Packing. Sorting. Recycling.... and going "Really?"
Will it be a 20 foot container, or a 40 foot one?
I’ve moved many times, sometimes to bigger homes, and sometimes smaller. For a long time I was the kind of person who brought along everything, but eventually I got sick of carrying boxes of books that I would never read again and records that I would never play, and sold off tons of things at a yard sale.
We’re now in a house that has been Susan’s home for nearly thirty years, and the closets and attic are a significant treasure trove of memories. Plus we have a ton of dishes, cooking stuff, pottery, and small truckload of music books and sheet music. And three grand pianos, although only two of them are coming with us to France.
I’m pretty brutal about purging stuff. If I haven’t worn it in two years I know that I never will. If I haven’t used it in three or four years I likely don’t need it. I no longer keep a pile of old, outdated computers “just in case.”
Moving to France brings entirely new considerations though. The first and most significant is that France (like most of the world) uses 220 volt 50 cycle power instead of the American 110v 60 hz. Some things like our computer chargers and power supplies can run on either voltage as long as you have an adaptor for the power cord, but most small appliances and tools would simply blow up. So we’re selling off or giving away:
Food processor
Blender
Toaster
Kettle
Coffee Grinder
Waffle Iron
Electric mixer
Bookshelf stereo
Power drill
Jigsaw
Grinder
Table Saw
Mitre Saw
Electric toothbrushes
Vacuum cleaners
Car battery charger
And that’s just off of the top of my head.

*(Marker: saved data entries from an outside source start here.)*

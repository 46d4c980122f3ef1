//! 编排层（Orchestration Layer）
//!
//! ## 职责
//!
//! 本层负责接收题目和调度执行，是整个系统的"指挥中心"。
//!
//! ## 模块划分
//!
//! ### `dispatcher` - HTTP 入口
//! - 校验入站题目，写入 `QuestionStore`
//! - 立即返回 202，把题目交给执行器
//! - 提供当前题目查询与健康检查
//!
//! ### `executor` - 题目执行器
//! - 执行锁保证同一时间只有一个例程
//! - 管理浏览器会话的启动与关闭
//! - 记录答案并回调测试套件
//!
//! ## 层次关系
//!
//! ```text
//! dispatcher (HTTP)
//!     ↓
//! executor (单道题目的生命周期)
//!     ↓
//! workflow::Routine (界面操作流程)
//!     ↓
//! services (能力层：driver / store / callback)
//!     ↓
//! infrastructure (基础设施：JsExecutor / ChromiumSession)
//! ```

pub mod dispatcher;
pub mod executor;

// 重新导出主要类型
pub use dispatcher::{router, App, AppState};
pub use executor::Executor;
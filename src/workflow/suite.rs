//! 测试套件例程表
//!
//! 启动时按 `--suite` 构建，题目 ID 精确匹配

use std::collections::HashMap;

use crate::models::SuiteKind;
use crate::services::ResourcePage;
use crate::workflow::routine::Routine;
use crate::workflow::scratch::Scratchpad;

const SENDERS_THEN_RECEIVERS: &[ResourcePage] = &[ResourcePage::Senders, ResourcePage::Receivers];

/// 一个测试套件的全部例程
#[derive(Debug)]
pub struct TestSuite {
    kind: SuiteKind,
    routines: HashMap<&'static str, Routine>,
    scratch: Scratchpad,
}

impl TestSuite {
    pub fn new(kind: SuiteKind) -> Self {
        let routines = match kind {
            SuiteKind::Is0404 => is_04_04(),
            SuiteKind::Is0503 => is_05_03(),
        };
        Self {
            kind,
            routines: routines.into_iter().collect(),
            scratch: Scratchpad::new(),
        }
    }

    pub fn kind(&self) -> SuiteKind {
        self.kind
    }

    pub fn routine(&self, question_id: &str) -> Option<Routine> {
        self.routines.get(question_id).copied()
    }

    pub fn scratch(&self) -> &Scratchpad {
        &self.scratch
    }

    /// 已注册的题目 ID（排序后）
    pub fn question_ids(&self) -> Vec<&'static str> {
        let mut ids: Vec<_> = self.routines.keys().copied().collect();
        ids.sort_unstable();
        ids
    }
}

fn is_04_04() -> Vec<(&'static str, Routine)> {
    vec![
        ("test_01", Routine::Informational("NMOS-js does not use DNS-SD to find registry")),
        ("test_02", Routine::Browse(SENDERS_THEN_RECEIVERS)),
        ("test_03", Routine::MatchListed(ResourcePage::Senders)),
        ("test_04", Routine::MatchListed(ResourcePage::Receivers)),
        (
            "test_05",
            Routine::CaptureListed {
                page: ResourcePage::Senders,
                slot: "test_05",
            },
        ),
        (
            "test_05_1",
            Routine::SelectVanished {
                page: ResourcePage::Senders,
                baseline: "test_05",
                slot: "test_05_1",
            },
        ),
        (
            "test_05_2",
            Routine::AwaitReturn {
                page: ResourcePage::Senders,
                baseline: "test_05",
                returned: "test_05_1",
            },
        ),
    ]
}

fn is_05_03() -> Vec<(&'static str, Routine)> {
    vec![
        ("test_01", Routine::ConnectableReceivers),
        ("test_02", Routine::Connect),
        ("test_03", Routine::Disconnect),
        ("test_04", Routine::ActiveReceiver),
        ("test_04_1", Routine::ConnectedSender),
        ("test_04_2", Routine::AwaitDisconnect),
    ]
}
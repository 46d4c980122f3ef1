use std::path::{Path, PathBuf};

use async_trait::async_trait;
use tracing::debug;

use crate::browser::{connect_to_browser_and_page, launch_browser, BrowserSession, SessionLauncher};
use crate::config::{BrowserEngine, Config};
use crate::error::DriverError;
use crate::infrastructure::{ChromiumSession, JsExecutor};

/// 浏览器启动参数
#[derive(Clone, Debug)]
pub struct LaunchOptions {
    pub engine: BrowserEngine,
    pub executable: Option<PathBuf>,
    pub headless: bool,
    /// 设置后连接已运行的浏览器
    pub debug_port: Option<u16>,
    /// 会话打开的第一个页面
    pub start_url: String,
}

impl LaunchOptions {
    pub fn from_config(config: &Config) -> Self {
        Self {
            engine: config.browser,
            executable: config.browser_executable.as_ref().map(PathBuf::from),
            headless: config.headless,
            debug_port: config.browser_debug_port,
            start_url: config.settings_url(),
        }
    }

    /// 显式路径优先，其次该引擎的常见安装位置
    pub fn resolve_executable(&self) -> Option<PathBuf> {
        if let Some(path) = &self.executable {
            return Some(path.clone());
        }
        self.engine
            .default_executables()
            .iter()
            .map(Path::new)
            .find(|p| p.exists())
            .map(Path::to_path_buf)
    }
}

/// chromiumoxide 会话工厂
pub struct ChromiumLauncher {
    options: LaunchOptions,
}

impl ChromiumLauncher {
    pub fn new(options: LaunchOptions) -> Self {
        Self { options }
    }
}

#[async_trait]
impl SessionLauncher for ChromiumLauncher {
    async fn launch(&self) -> Result<Box<dyn BrowserSession>, DriverError> {
        let session = match self.options.debug_port {
            Some(port) => {
                debug!("使用调试端口 {} 上的浏览器", port);
                let (browser, page, handler) = connect_to_browser_and_page(port, &self.options.start_url)
                    .await
                    .map_err(|e| DriverError::Launch(format!("{:#}", e)))?;
                ChromiumSession::attached(browser, JsExecutor::new(page), handler)
            }
            None => {
                let (browser, page, handler) = launch_browser(&self.options, &self.options.start_url)
                    .await
                    .map_err(|e| DriverError::Launch(format!("{:#}", e)))?;
                ChromiumSession::launched(browser, JsExecutor::new(page), handler)
            }
        };
        Ok(Box::new(session))
    }
}
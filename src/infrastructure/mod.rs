pub mod chromium_session;
pub mod js_executor;

pub use chromium_session::ChromiumSession;
pub use js_executor::JsExecutor;
//! 集成测试共用的脚本化假浏览器
//!
//! `FakeUi` 模拟 nmos-js 的几个页面：Settings、Senders/Receivers 列表、接收端详情（Connect / Active 标签）。
//! 刷新按钮每点一次，从 `refresh_script` 取出一个变化应用到界面上

#![allow(dead_code)]

use std::collections::VecDeque;
use std::sync::{Arc, Mutex, MutexGuard};
use std::time::Duration;

use async_trait::async_trait;
use axum::{extract::Path, http::StatusCode, routing::post, Json, Router};
use serde_json::{json, Value};
use tokio::sync::mpsc;

use nmos_testing_facade::browser::{BrowserSession, Locator, SessionLauncher};
use nmos_testing_facade::config::Config;
use nmos_testing_facade::error::DriverError;
use nmos_testing_facade::models::{AnswerOption, Question};
use nmos_testing_facade::services::{ControllerDriver, DriverSettings, DriverTiming, UiConventions};
use nmos_testing_facade::QuestionCtx;

#[derive(Debug, Clone, PartialEq, Eq, Default)]
pub enum View {
    #[default]
    Blank,
    Settings,
    Senders,
    Receivers,
    Receiver { label: String, tab: Tab },
}

#[derive(Debug, Clone, Copy, PartialEq, Eq)]
pub enum Tab {
    Overview,
    Connect,
    Active,
}

#[derive(Debug, Clone)]
pub struct FakeReceiver {
    pub label: String,
    pub connectable: bool,
    pub connected: Option<String>,
}

impl FakeReceiver {
    pub fn new(label: &str, connectable: bool) -> Self {
        Self {
            label: label.to_string(),
            connectable,
            connected: None,
        }
    }
}

/// 一次刷新带来的变化
#[derive(Debug, Clone)]
pub enum Mutation {
    Senders(Vec<String>),
    Disconnect(String),
    Nothing,
}

#[derive(Debug)]
pub struct FakeUi {
    pub view: View,
    pub senders: Vec<String>,
    /// 0 表示不分页
    pub page_size: usize,
    pub page: usize,
    pub receivers: Vec<FakeReceiver>,
    pub refresh_script: VecDeque<Mutation>,
    pub menu_open: bool,
    pub rql_enabled: bool,
    pub query_api: String,
    pub launches: usize,
    pub closes: usize,
    pub refreshes: usize,
    pub next_clicks: usize,
    pub panic_on_refresh: bool,
    /// 刷新按钮永远不返回
    pub stall_on_refresh: bool,
    pub launch_delay: Duration,
    pub close_delay: Duration,
}

impl Default for FakeUi {
    fn default() -> Self {
        Self {
            view: View::Blank,
            senders: Vec::new(),
            page_size: 0,
            page: 0,
            receivers: Vec::new(),
            refresh_script: VecDeque::new(),
            menu_open: false,
            rql_enabled: true,
            query_api: String::new(),
            launches: 0,
            closes: 0,
            refreshes: 0,
            next_clicks: 0,
            panic_on_refresh: false,
            stall_on_refresh: false,
            launch_delay: Duration::ZERO,
            close_delay: Duration::ZERO,
        }
    }
}

pub type SharedUi = Arc<Mutex<FakeUi>>;

pub fn shared_ui(ui: FakeUi) -> SharedUi {
    Arc::new(Mutex::new(ui))
}

pub fn lock(ui: &SharedUi) -> MutexGuard<'_, FakeUi> {
    ui.lock().unwrap_or_else(|p| p.into_inner())
}

pub fn labels(items: &[&str]) -> Vec<String> {
    items.iter().map(|s| s.to_string()).collect()
}

impl FakeUi {
    fn current_receiver(&self) -> Option<&FakeReceiver> {
        match &self.view {
            View::Receiver { label, .. } => self.receivers.iter().find(|r| &r.label == label),
            _ => None,
        }
    }

    fn current_receiver_mut(&mut self) -> Option<&mut FakeReceiver> {
        let View::Receiver { label, .. } = &self.view else {
            return None;
        };
        let label = label.clone();
        self.receivers.iter_mut().find(|r| r.label == label)
    }

    fn set_tab(&mut self, new_tab: Tab) {
        if let View::Receiver { tab, .. } = &mut self.view {
            *tab = new_tab;
        }
    }

    fn sender_page(&self) -> Vec<String> {
        if self.page_size == 0 {
            return if self.page == 0 { self.senders.clone() } else { Vec::new() };
        }
        self.senders
            .iter()
            .skip(self.page * self.page_size)
            .take(self.page_size)
            .cloned()
            .collect()
    }

    fn links(&self) -> Vec<String> {
        let mut links = labels(&["Senders", "Receivers"]);
        if self.view == View::Receivers {
            links.extend(self.receivers.iter().map(|r| r.label.clone()));
        }
        links
    }

    fn texts(&self, locator: &Locator) -> Vec<String> {
        match (locator, &self.view) {
            (Locator::Name(n), View::Senders) if n == "label" => self.sender_page(),
            (Locator::Name(n), View::Receivers) if n == "label" => {
                self.receivers.iter().map(|r| r.label.clone()).collect()
            }
            (Locator::Name(n), View::Receiver { tab: Tab::Connect, .. }) if n == "label" => self.senders.clone(),
            (Locator::Name(n), View::Receiver { tab: Tab::Active, .. }) if n == "sender" => self
                .current_receiver()
                .and_then(|r| r.connected.clone())
                .into_iter()
                .collect(),
            (Locator::LinkText(text), _) => self.links().into_iter().filter(|l| l == text).collect(),
            _ => Vec::new(),
        }
    }

    fn count(&self, locator: &Locator) -> usize {
        let is_list = matches!(self.view, View::Senders | View::Receivers);
        let is_detail = matches!(self.view, View::Receiver { .. });
        match locator {
            Locator::Name(n) if n == "queryapi" || n == "userql" => usize::from(self.view == View::Settings),
            Locator::XPath(_) => usize::from(!self.menu_open),
            Locator::Css(_) => usize::from(is_list || is_detail),
            Locator::Name(n) if n == "next" => usize::from(is_list),
            Locator::Name(n) if n == "connect" => usize::from(is_detail),
            Locator::Name(n) if n == "activate" => match self.view {
                View::Receiver { tab: Tab::Connect, .. } => self.senders.len(),
                _ => 0,
            },
            Locator::Name(n) if n == "active" => match self.view {
                View::Receivers => self.receivers.len(),
                View::Receiver { .. } => 1,
                _ => 0,
            },
            other => self.texts(other).len(),
        }
    }

    fn attributes(&self, locator: &Locator, name: &str) -> Vec<Option<String>> {
        match (locator, name) {
            (Locator::Name(n), "checked") if n == "userql" && self.view == View::Settings => {
                vec![Some(self.rql_enabled.to_string())]
            }
            (Locator::Name(n), "aria-disabled") if n == "connect" => self
                .current_receiver()
                .map(|r| Some((!r.connectable).to_string()))
                .into_iter()
                .collect(),
            (Locator::Name(n), "value") if n == "active" && self.view == View::Receivers => self
                .receivers
                .iter()
                .map(|r| Some(r.connected.is_some().to_string()))
                .collect(),
            _ => vec![None; self.count(locator)],
        }
    }

    fn apply(&mut self, mutation: Mutation) {
        match mutation {
            Mutation::Senders(senders) => self.senders = senders,
            Mutation::Disconnect(label) => {
                if let Some(r) = self.receivers.iter_mut().find(|r| r.label == label) {
                    r.connected = None;
                }
            }
            Mutation::Nothing => {}
        }
    }

    fn click(&mut self, locator: &Locator, index: usize) -> Result<(), DriverError> {
        if index >= self.count(locator) {
            return Err(DriverError::ElementNotFound(locator.clone()));
        }
        match locator {
            Locator::Name(n) if n == "userql" => self.rql_enabled = !self.rql_enabled,
            Locator::XPath(_) => self.menu_open = true,
            Locator::Css(_) => {
                self.refreshes += 1;
                if let Some(mutation) = self.refresh_script.pop_front() {
                    self.apply(mutation);
                }
            }
            Locator::Name(n) if n == "next" => {
                self.next_clicks += 1;
                self.page += 1;
            }
            Locator::LinkText(text) => {
                self.page = 0;
                self.view = match text.as_str() {
                    "Senders" => View::Senders,
                    "Receivers" => View::Receivers,
                    label => View::Receiver {
                        label: label.to_string(),
                        tab: Tab::Overview,
                    },
                };
            }
            Locator::Name(n) if n == "connect" => {
                if self.current_receiver().map(|r| r.connectable).unwrap_or(false) {
                    self.set_tab(Tab::Connect);
                }
            }
            Locator::Name(n) if n == "activate" => {
                let sender = self.senders[index].clone();
                if let Some(r) = self.current_receiver_mut() {
                    r.connected = Some(sender);
                }
            }
            Locator::Name(n) if n == "active" => match self.view {
                View::Receivers => self.receivers[index].connected = None,
                _ => self.set_tab(Tab::Active),
            },
            _ => {}
        }
        Ok(())
    }
}

/// 脚本化的浏览器会话
pub struct FakeBrowser {
    ui: SharedUi,
}

impl FakeBrowser {
    pub fn new(ui: SharedUi) -> Self {
        Self { ui }
    }
}

#[async_trait]
impl BrowserSession for FakeBrowser {
    async fn goto(&self, url: &str) -> Result<(), DriverError> {
        let mut ui = lock(&self.ui);
        ui.view = if url.ends_with("Settings") { View::Settings } else { View::Blank };
        Ok(())
    }

    async fn count(&self, locator: &Locator) -> Result<usize, DriverError> {
        Ok(lock(&self.ui).count(locator))
    }

    async fn texts(&self, locator: &Locator) -> Result<Vec<String>, DriverError> {
        Ok(lock(&self.ui).texts(locator))
    }

    async fn attributes(&self, locator: &Locator, name: &str) -> Result<Vec<Option<String>>, DriverError> {
        Ok(lock(&self.ui).attributes(locator, name))
    }

    async fn click(&self, locator: &Locator, index: usize) -> Result<(), DriverError> {
        let (explode, stall) = {
            let ui = lock(&self.ui);
            let refresh = matches!(locator, Locator::Css(_));
            (refresh && ui.panic_on_refresh, refresh && ui.stall_on_refresh)
        };
        if explode {
            panic!("脚本要求刷新时 panic");
        }
        if stall {
            std::future::pending::<()>().await;
        }
        lock(&self.ui).click(locator, index)
    }

    async fn fill(&self, locator: &Locator, text: &str) -> Result<(), DriverError> {
        let mut ui = lock(&self.ui);
        if ui.count(locator) == 0 {
            return Err(DriverError::ElementNotFound(locator.clone()));
        }
        ui.query_api = text.to_string();
        Ok(())
    }

    async fn close(&self) -> Result<(), DriverError> {
        let delay = {
            let mut ui = lock(&self.ui);
            ui.closes += 1;
            ui.close_delay
        };
        tokio::time::sleep(delay).await;
        Ok(())
    }
}

/// 每次启动都返回同一个界面上的新会话
pub struct FakeLauncher {
    ui: SharedUi,
}

impl FakeLauncher {
    pub fn new(ui: SharedUi) -> Self {
        Self { ui }
    }
}

#[async_trait]
impl SessionLauncher for FakeLauncher {
    async fn launch(&self) -> Result<Box<dyn BrowserSession>, DriverError> {
        let delay = {
            let mut ui = lock(&self.ui);
            ui.launches += 1;
            ui.launch_delay
        };
        tokio::time::sleep(delay).await;
        Ok(Box::new(FakeBrowser::new(Arc::clone(&self.ui))))
    }
}

pub fn driver_settings() -> DriverSettings {
    DriverSettings {
        settings_url: "http://localhost:3000/#/Settings".to_string(),
        query_api_url: "http://127.0.0.1:5102/x-nmos/query/v1.3".to_string(),
        timing: DriverTiming {
            wait_time: Duration::from_millis(50),
            settle_delay: Duration::from_millis(1),
            action_delay: Duration::from_millis(2),
        },
        ui: UiConventions::default(),
    }
}

pub fn driver(ui: &SharedUi) -> ControllerDriver {
    ControllerDriver::new(Box::new(FakeBrowser::new(Arc::clone(ui))), driver_settings())
}

/// 候选答案：answer_id 从 1 开始
pub fn answers(items: &[&str]) -> Vec<AnswerOption> {
    let list: Vec<Value> = items
        .iter()
        .enumerate()
        .map(|(i, label)| json!({"answer_id": i + 1, "resource": {"id": format!("id-{}", i + 1), "label": label}}))
        .collect();
    serde_json::from_value(Value::Array(list)).expect("候选答案格式错误")
}

pub fn ctx(id: &str, items: &[&str], metadata: Value) -> QuestionCtx {
    QuestionCtx {
        question_id: id.to_string(),
        answers: answers(items),
        metadata,
        poll_budget: Duration::from_secs(30),
        poll_interval: Duration::from_secs(1),
    }
}

/// 测试工具发来的题目
pub fn question_body(id: &str, items: &[&str], answer_uri: &str) -> Value {
    let answers: Vec<Value> = items
        .iter()
        .enumerate()
        .map(|(i, label)| json!({"answer_id": i + 1, "resource": {"label": label}}))
        .collect();
    json!({
        "test_type": "multi_choice",
        "question_id": id,
        "name": id,
        "description": "",
        "question": format!("question {}", id),
        "answers": answers,
        "timeout": 5,
        "answer_uri": answer_uri,
        "metadata": {}
    })
}

pub fn question(id: &str, items: &[&str], answer_uri: &str) -> Question {
    Question::from_json(&question_body(id, items, answer_uri)).expect("题目格式错误")
}

/// 测试用配置：不等待元素，短间隔
pub fn test_config() -> Config {
    Config {
        wait_time_secs: 0,
        settle_delay_ms: 1,
        poll_interval_ms: 10,
        callback_timeout_ms: 1000,
        routine_deadline_secs: 5,
        session_timeout_ms: 1000,
        ..Config::default()
    }
}

/// 本地答案接收端，`POST /answer/{name}` 的内容从 channel 取出
pub async fn spawn_answer_server() -> (String, mpsc::UnboundedReceiver<(String, Value)>) {
    let (tx, rx) = mpsc::unbounded_channel();
    let app = Router::new().route(
        "/answer/:name",
        post(move |Path(name): Path<String>, Json(body): Json<Value>| {
            let tx = tx.clone();
            async move {
                let _ = tx.send((name, body));
                StatusCode::OK
            }
        }),
    );

    let listener = tokio::net::TcpListener::bind("127.0.0.1:0")
        .await
        .expect("绑定端口失败");
    let addr = listener.local_addr().expect("获取地址失败");
    tokio::spawn(async move {
        let _ = axum::serve(listener, app).await;
    });
    (format!("http://{}", addr), rx)
}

The challenge of course is that on one hand replacing stuff always costs much more than you expect, or whether you can actually find the one essential thing that you use every day. Even if you’re just moving to another province in Canada you can’t assume that something will be available. If you’re moving to another continent it’s even less wise to to assume that.
On the other hand moving things 8,269 km you’ll pay to have everything packed, loaded into a shipping container, and carried by ship to a port in France. For our relatively small household that will cost us something like $20,000 CAD. Every kilo that we can eliminate will save us money.
Oh yes: all of our 8 1/2 x 11” copy paper, envelopes, and other office supplies are now history. We’re getting ready to move to the oh so cool and elegant A4 standards of Europe.
Another tool that won’t likely see much use in France is my trusty Stanley tape measure. Even though Canada claims to be a metric nation, most carpentry is still done using inches and feet. Once we hit France it’s all metric measurements. I will finally have no choice but to learn my height and weight in in metres and kilos instead of feet and pounds. (In fact the French more or less invented the metric system of measurement, and for many decades the “official” measure for everything were platinum rods and blocks stored in controlled conditions in Paris.)
One good news item is that table lamps and fixtures will work fine, they’ll just need new bulbs and a new plug on the cord.
I actually asked in the Canadians in France Facebook group “What’s the one thing that you wish you would have brought along?” The answer, for me, was reassuring: processed foods like Kraft Dinner and over the counter medicines like Nyquil. I use neither, so I feel safe on that count.